Dataset entries:
_ _ _ _ _ _ _

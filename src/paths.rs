//! Where toolsync finds its config
//!
//! `config.toml` (or `config.json`) is read from the first of:
//!
//! 1. `$TOOLSYNC_CONFIG_DIR`, with `~` and `$VARS` expanded
//! 2. `$XDG_CONFIG_HOME/toolsync`
//! 3. `%APPDATA%\toolsync` on Windows, `~/.config/toolsync` elsewhere
//!
//! `--config <file>` bypasses the lookup entirely. Paths written inside the
//! config (`[rustup] home`) go through [`expand`] as well.

use anyhow::{Context, Result};
use std::borrow::Cow;
use std::path::PathBuf;

/// Points toolsync at a config directory, e.g. one kept in a dotfiles repo
pub const ENV_CONFIG_DIR: &str = "TOOLSYNC_CONFIG_DIR";

const APP_DIR: &str = "toolsync";

/// Directory holding `config.toml`
pub fn config_dir() -> Result<PathBuf> {
    if let Ok(dir) = std::env::var(ENV_CONFIG_DIR) {
        let path = expand(&dir);
        log::debug!("config dir {} (from {ENV_CONFIG_DIR})", path.display());
        return Ok(path);
    }

    if let Ok(xdg) = std::env::var("XDG_CONFIG_HOME") {
        let path = PathBuf::from(xdg).join(APP_DIR);
        log::debug!("config dir {} (from XDG_CONFIG_HOME)", path.display());
        return Ok(path);
    }

    #[cfg(windows)]
    {
        if let Some(app_data) = dirs::config_dir() {
            let path = app_data.join(APP_DIR);
            log::debug!("config dir {} (from APPDATA)", path.display());
            return Ok(path);
        }
    }

    let home = dirs::home_dir().context("Could not determine home directory")?;
    let path = home.join(".config").join(APP_DIR);
    log::debug!("config dir {}", path.display());
    Ok(path)
}

/// Expand `~` and `$VARS` in a configured path
///
/// Undefined variables stay in the path verbatim.
pub fn expand(path: &str) -> PathBuf {
    let expanded = shellexpand::full(path).unwrap_or(Cow::Borrowed(path));
    PathBuf::from(expanded.as_ref())
}

// ============================================================================
// Tests
// ============================================================================
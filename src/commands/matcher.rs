//! `toolsync matcher` - show how a toolchain name is found in rustup output

use anyhow::{Context as AnyhowContext, Result};
use toolchain::{Client, TargetTriple, ToolchainMatcher};

use crate::Context;
use crate::ui;

pub fn run(ctx: &Context, name: &str, host: Option<&str>) -> Result<()> {
    let host = match host {
        Some(host) => host
            .parse()
            .with_context(|| format!("Invalid host triple '{host}'"))?,
        None => Client::new()?.host()?,
    };
    let matcher = build(name, &host)?;

    if ctx.quiet {
        println!("{matcher}");
        return Ok(());
    }

    ui::kv("toolchain", &matcher.toolchain().to_string());
    ui::kv("host", &host.to_string());
    ui::kv("pattern", matcher.as_str());
    Ok(())
}

fn build(name: &str, host: &TargetTriple) -> Result<ToolchainMatcher> {
    ToolchainMatcher::new(name, host).with_context(|| format!("Invalid toolchain name '{name}'"))
}
//! # Declarative
//!
//! Reconciliation for collection-valued properties.
//!
//! Given a desired collection of records ("should") and an observed one
//! ("is"), this crate decides whether the observed state already satisfies
//! the desired state and, if not, which records to add, remove or modify.
//!
//! ## Core Concepts
//!
//! - **Record**: a free-form field map with a `title` and, on the desired
//!   side, an `ensure` lifecycle marker
//! - **Normalizer**: per-domain hooks that coerce records, skip noise and
//!   compute identities
//! - **Identity**: the key a desired record is matched on, derived from its
//!   content without the marker
//! - **ChangePlan**: additions, removals, modifications and unchanged records
//! - **Provider**: the collaborator that enumerates and changes the real
//!   sub-resources
//!
//! ## Example
//!
//! ```
//! use declarative::{Reconciler, Record};
//!
//! let desired = vec![
//!     Record::titled("stable").with("ensure", "present"),
//!     Record::titled("beta").with("ensure", "absent"),
//! ];
//! let observed = vec![Record::titled("beta"), Record::titled("nightly")];
//!
//! let plan = Reconciler::default().reconcile(&desired, &observed)?;
//! assert_eq!(plan.to_add.len(), 1);      // stable
//! assert_eq!(plan.to_remove.len(), 2);   // beta, nightly
//! assert!(!plan.is_in_sync());
//! # Ok::<(), declarative::Error>(())
//! ```
//!
//! ## Absence
//!
//! A desired record with `ensure = "absent"` and no observed counterpart is
//! already satisfied and produces no change. Observed records never carry
//! absence; a [`Normalizer`] drops observed entries that do not really exist.

pub mod error;
pub mod executor;
pub mod identity;
pub mod normalize;
pub mod plan;
pub mod provider;
pub mod reconcile;
pub mod record;
pub mod types;

// Re-export main types at crate root
pub use error::{Error, ErrorCategory, NormalizeError, Result, Side};
pub use executor::{Convergence, apply_plan, converge};
pub use identity::Identity;
pub use normalize::{DefaultNormalizer, KeyedNormalizer, Normalizer};
pub use plan::{ChangePlan, Modification, Operation, PlanSummary, PlannedRecord};
pub use provider::{NoProgress, ProgressCallback, Provider};
pub use reconcile::{ReconcileOptions, Reconciler, reconcile};
pub use record::{ABSENT, ENSURE, PRESENT, Record, TITLE};
pub use types::{ApplyOptions, ApplyResult, ApplySummary};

_ _ _ _ _ _ _

WHAT THE TASK ASKS: Each line above needs to be output again, exactly as shown.

EXERCISE RESPONSE:
filename src/paths.rs
//! Where toolsync finds its config
//!
//! `config.toml` (or `config.json`) is read from the first of:
//!
//! 1. `$TOOLSYNC_CONFIG_DIR`, with `~` and `$VARS` expanded
//! 2. `$XDG_CONFIG_HOME/toolsync`
//! 3. `%APPDATA%\toolsync` on Windows, `~/.config/toolsync` elsewhere
//!
//! `--config <file>` bypasses the lookup entirely. Paths written inside the
//! config (`[rustup] home`) go through [`expand`] as well.

use anyhow::{Context, Result};
use std::borrow::Cow;
use std::path::PathBuf;

/// Points toolsync at a config directory, e.g. one kept in a dotfiles repo
pub const ENV_CONFIG_DIR: &str = "TOOLSYNC_CONFIG_DIR";

const APP_DIR: &str = "toolsync";

/// Directory holding `config.toml`
pub fn config_dir() -> Result<PathBuf> {
    if let Ok(dir) = std::env::var(ENV_CONFIG_DIR) {
        let path = expand(&dir);
        log::debug!("config dir {} (from {ENV_CONFIG_DIR})", path.display());
        return Ok(path);
    }

    if let Ok(xdg) = std::env::var("XDG_CONFIG_HOME") {
        let path = PathBuf::from(xdg).join(APP_DIR);
        log::debug!("config dir {} (from XDG_CONFIG_HOME)", path.display());
        return Ok(path);
    }

    #[cfg(windows)]
    {
        if let Some(app_data) = dirs::config_dir() {
            let path = app_data.join(APP_DIR);
            log::debug!("config dir {} (from APPDATA)", path.display());
            return Ok(path);
        }
    }

    let home = dirs::home_dir().context("Could not determine home directory")?;
    let path = home.join(".config").join(APP_DIR);
    log::debug!("config dir {}", path.display());
    Ok(path)
}

/// Expand `~` and `$VARS` in a configured path
///
/// Undefined variables stay in the path verbatim.
pub fn expand(path: &str) -> PathBuf {
    let expanded = shellexpand::full(path).unwrap_or(Cow::Borrowed(path));
    PathBuf::from(expanded.as_ref())
}

// ============================================================================
// Tests
// ============================================================================
filename src/commands/matcher.rs
//! `toolsync matcher` - show how a toolchain name is found in rustup output

use anyhow::{Context as AnyhowContext, Result};
use toolchain::{Client, TargetTriple, ToolchainMatcher};

use crate::Context;
use crate::ui;

pub fn run(ctx: &Context, name: &str, host: Option<&str>) -> Result<()> {
    let host = match host {
        Some(host) => host
            .parse()
            .with_context(|| format!("Invalid host triple '{host}'"))?,
        None => Client::new()?.host()?,
    };
    let matcher = build(name, &host)?;

    if ctx.quiet {
        println!("{matcher}");
        return Ok(());
    }

    ui::kv("toolchain", &matcher.toolchain().to_string());
    ui::kv("host", &host.to_string());
    ui::kv("pattern", matcher.as_str());
    Ok(())
}

fn build(name: &str, host: &TargetTriple) -> Result<ToolchainMatcher> {
    ToolchainMatcher::new(name, host).with_context(|| format!("Invalid toolchain name '{name}'"))
}
//! # Declarative
//!
//! Reconciliation for collection-valued properties.
//!
//! Given a desired collection of records ("should") and an observed one
//! ("is"), this crate decides whether the observed state already satisfies
//! the desired state and, if not, which records to add, remove or modify.
//!
//! ## Core Concepts
//!
//! - **Record**: a free-form field map with a `title` and, on the desired
//!   side, an `ensure` lifecycle marker
//! - **Normalizer**: per-domain hooks that coerce records, skip noise and
//!   compute identities
//! - **Identity**: the key a desired record is matched on, derived from its
//!   content without the marker
//! - **ChangePlan**: additions, removals, modifications and unchanged records
//! - **Provider**: the collaborator that enumerates and changes the real
//!   sub-resources
//!
//! ## Example
//!
//! ```
//! use declarative::{Reconciler, Record};
//!
//! let desired = vec![
//!     Record::titled("stable").with("ensure", "present"),
//!     Record::titled("beta").with("ensure", "absent"),
//! ];
//! let observed = vec![Record::titled("beta"), Record::titled("nightly")];
//!
//! let plan = Reconciler::default().reconcile(&desired, &observed)?;
//! assert_eq!(plan.to_add.len(), 1);      // stable
//! assert_eq!(plan.to_remove.len(), 2);   // beta, nightly
//! assert!(!plan.is_in_sync());
//! # Ok::<(), declarative::Error>(())
//! ```
//!
//! ## Absence
//!
//! A desired record with `ensure = "absent"` and no observed counterpart is
//! already satisfied and produces no change. Observed records never carry
//! absence; a [`Normalizer`] drops observed entries that do not really exist.

pub mod error;
pub mod executor;
pub mod identity;
pub mod normalize;
pub mod plan;
pub mod provider;
pub mod reconcile;
pub mod record;
pub mod types;

// Re-export main types at crate root
pub use error::{Error, ErrorCategory, NormalizeError, Result, Side};
pub use executor::{Convergence, apply_plan, converge};
pub use identity::Identity;
pub use normalize::{DefaultNormalizer, KeyedNormalizer, Normalizer};
pub use plan::{ChangePlan, Modification, Operation, PlanSummary, PlannedRecord};
pub use provider::{NoProgress, ProgressCallback, Provider};
pub use reconcile::{ReconcileOptions, Reconciler, reconcile};
pub use record::{ABSENT, ENSURE, PRESENT, Record, TITLE};
pub use types::{ApplyOptions, ApplyResult, ApplySummary};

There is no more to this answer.